A polémica em torno da ida de Marcelo Rebelo de Sousa ao Catar ganhou força na semana passada, depois de o presidente da República ter sugerido esquecer a questão dos direitos humanos e focar as atenções na seleção nacional de futebol. “O Catar não respeita os Direitos Humanos. Toda a construção dos estádios e tal…, mas, enfim, esqueçamos isto. É criticável, mas concentremo-nos na equipa”, disse Marcelo Rebelo de Sousa.

Perante as críticas, o presidente da República viu-se na obrigação de esclarecer e ressalvou que pretende falar de direitos humanos. “Vou pela seleção nacional”, insistiu Marcelo.

António Costa também alinhou com o discurso de Marcelo e afirmou que vai ao Catar apoiar a seleção e não ser cúmplice do regime daquele país. “Quando formos lá, não vamos seguramente apoiar o Catar, o regime do Catar, a violação dos Direitos Humanos e a discriminação das mulheres. Quando formos lá, vamos apoiar a seleção nacional”, disse o primeiro-ministro. António Costa marcará presença no último jogo de Portugal na fase de grupos, a 2 de dezembro. No jogo anterior, a 28 de outubro, será o presidente da Assembleia da República a representar Portugal no Catar.


Em França, as declarações do presidente Emmanuel Macron também geraram controvérsia depois de este ter rejeitado boicotar o mundial, uma vez que um boicote ao Mundial do Catar significaria um boicote a um dos principais parceiros económicos.



Macron recusou “politizar o desporto” e defendeu que a questão dos Direitos Humanos devia ter sido discutida na altura em que o Catar foi nomeado país anfitrião do campeonato.
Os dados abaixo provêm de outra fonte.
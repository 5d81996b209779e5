//! Spreadsheet ingestion: decode the upload, then reconcile each row against
//! the reference tables and upsert its survey/sample/detail chain.

use serde::{Deserialize, Serialize};
use valuable::Valuable;

use crate::db;

mod decode;
mod reconciler;
mod vocabulary;

pub use reconciler::import_batch;

#[derive(
    Deserialize, Serialize, Valuable, Clone, Copy, Debug, PartialEq, Eq, strum::Display,
)]
#[serde(rename_all = "snake_case")]
#[strum(serialize_all = "snake_case")]
pub enum TabularFormat {
    Csv,
    Xls,
    Xlsx,
}

/// Which row variant the upload carries. Filter uploads additionally write
/// the 1:1 filter detail; field uploads stop at the sample.
#[derive(Clone, Copy, Debug, PartialEq, Eq)]
pub enum ImportKind {
    FilterSamples,
    FieldSamples,
}

#[derive(Serialize, Valuable, Default, Clone, Debug, PartialEq, Eq)]
pub struct ImportReport {
    pub created: u64,
    pub updated: u64,
    pub skipped: u64,
    pub errors: Vec<RowError>,
}

#[derive(Serialize, Valuable, Clone, Debug, PartialEq, Eq)]
pub struct RowError {
    pub row: usize,
    pub message: String,
}

/// Failures that abort the whole batch. Row-level problems never surface
/// here; they land in [`ImportReport::errors`].
#[derive(thiserror::Error, Serialize, Valuable, Clone, Debug)]
#[serde(tag = "type", rename_all = "snake_case")]
pub enum ImportError {
    #[error("failed to decode {format} data: {message}")]
    Decode {
        format: TabularFormat,
        message: String,
    },
    #[error("{n_rows} rows exceeds the import limit of {max_rows}")]
    TooManyRows { n_rows: usize, max_rows: usize },
    #[error(transparent)]
    Db(#[from] db::error::Error),
}

impl From<diesel::result::Error> for ImportError {
    fn from(err: diesel::result::Error) -> Self {
        Self::Db(err.into())
    }
}
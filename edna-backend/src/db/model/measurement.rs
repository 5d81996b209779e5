use chrono::{DateTime, Utc};
use diesel::{pg::Pg, prelude::*};
use diesel_async::{AsyncPgConnection, RunQueryDsl};
use edna_schema::{measurement, measurement_type};
use garde::Validate;
use serde::{Deserialize, Serialize};
use uuid::Uuid;

use crate::db::error;

/// One entry of the environmental-measurement vocabulary. The import
/// pipeline matches spreadsheet columns against whatever rows exist here at
/// batch time; nothing about the recognized columns is hardcoded.
#[derive(Queryable, Selectable, Identifiable, Serialize, Clone, Debug)]
#[diesel(table_name = measurement_type, check_for_backend(Pg))]
pub struct MeasurementType {
    pub id: Uuid,
    pub code: String,
    pub name: String,
    pub unit: String,
}

#[derive(Insertable, Deserialize, Validate, Clone)]
#[diesel(table_name = measurement_type, check_for_backend(Pg))]
#[garde(allow_unvalidated)]
pub struct NewMeasurementType {
    #[garde(length(min = 1, max = 64))]
    pub code: String,
    #[garde(length(min = 1))]
    pub name: String,
    #[serde(default)]
    pub unit: String,
}

pub async fn list_types(db_conn: &mut AsyncPgConnection) -> error::Result<Vec<MeasurementType>> {
    Ok(measurement_type::table
        .select(MeasurementType::as_select())
        .order(measurement_type::code.asc())
        .load(db_conn)
        .await?)
}

pub async fn with_types_for_survey(
    survey_id: Uuid,
    db_conn: &mut AsyncPgConnection,
) -> error::Result<Vec<(Measurement, MeasurementType)>> {
    Ok(measurement::table
        .inner_join(measurement_type::table)
        .filter(measurement::survey_id.eq(survey_id))
        .select((Measurement::as_select(), MeasurementType::as_select()))
        .order(measurement::measured_at.asc())
        .load(db_conn)
        .await?)
}

#[derive(Queryable, Selectable, Identifiable, Serialize, Clone, Debug)]
#[diesel(table_name = measurement, check_for_backend(Pg))]
pub struct Measurement {
    pub id: Uuid,
    pub survey_id: Uuid,
    pub measurement_type_id: Uuid,
    pub value: String,
    pub measured_at: DateTime<Utc>,
    pub notes: String,
}

#[derive(Insertable, Clone)]
#[diesel(table_name = measurement, check_for_backend(Pg))]
pub struct NewMeasurement {
    pub survey_id: Uuid,
    pub measurement_type_id: Uuid,
    pub value: String,
    pub measured_at: DateTime<Utc>,
    pub notes: String,
}
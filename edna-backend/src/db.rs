pub mod cascade;
pub mod error;
pub mod model;
pub mod seed_data;
pub mod store;
#[cfg(test)]
pub mod test_util;
mod util;

use diesel_async::AsyncPgConnection;

pub trait Write {
    type Returns;

    fn write(
        self,
        db_conn: &mut AsyncPgConnection,
    ) -> impl Future<Output = error::Result<Self::Returns>> + Send;
}

pub trait FetchById: Sized {
    type Id;

    fn fetch_by_id(
        id: &Self::Id,
        db_conn: &mut AsyncPgConnection,
    ) -> impl Future<Output = error::Result<Self>> + Send;
}

pub trait FetchByQuery: Sized {
    type QueryParams;

    fn fetch_by_query(
        query: &Self::QueryParams,
        db_conn: &mut AsyncPgConnection,
    ) -> impl Future<Output = error::Result<Vec<Self>>> + Send;
}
O presidente francês sublinhou que apenas irá ao Catar se os gauleses se qualificarem para as meias-finais.



Já do outro lado do Atlântico, a polémica da violação dos Direitos Humanos no Mundial não teve qualquer eco. Possíveis boicotes à participação no campeonato por parte dos EUA nunca estiveram em cima da mesa. O secretário de Estado dos EUA, Anthony Blinken, aterrou esta segunda-feira no Catar passa assistir ao jogo da equipa norte-americana frente ao País de Gales e e irá aproveitar a visita para manter várias cimeiras bilaterais para estreitar os laços entre os EUA e o Catar.




As autoridades do Catar criticaram a “hipocrisia” e lamentaram a “politização” do evento. O presidente da FIFA também acusou a Europa de racismo e “pura hipocrisia” pelas acusações de exploração laboral de imigrantes no país.

Em 2021, uma investigação do jornal britânico The Guardian concluiu que mais de 6500 trabalhadores da Índia, Paquistão, Nepal, Bangladesh e Sri Lanka morreram no Catar desde que o país se prepara para receber o campeonato do mundo de futebol. O jornal estima mesmo que, nos últimos 12 anos, cerca de 12 trabalhadores migrantes tenham morrido em cada semana.

A Organização Internacional do Trabalho (OIT) diz que morreram 50 trabalhadores em 2020, mas a Amnistia Internacional garante que o número de mortes ascende os 15 mil.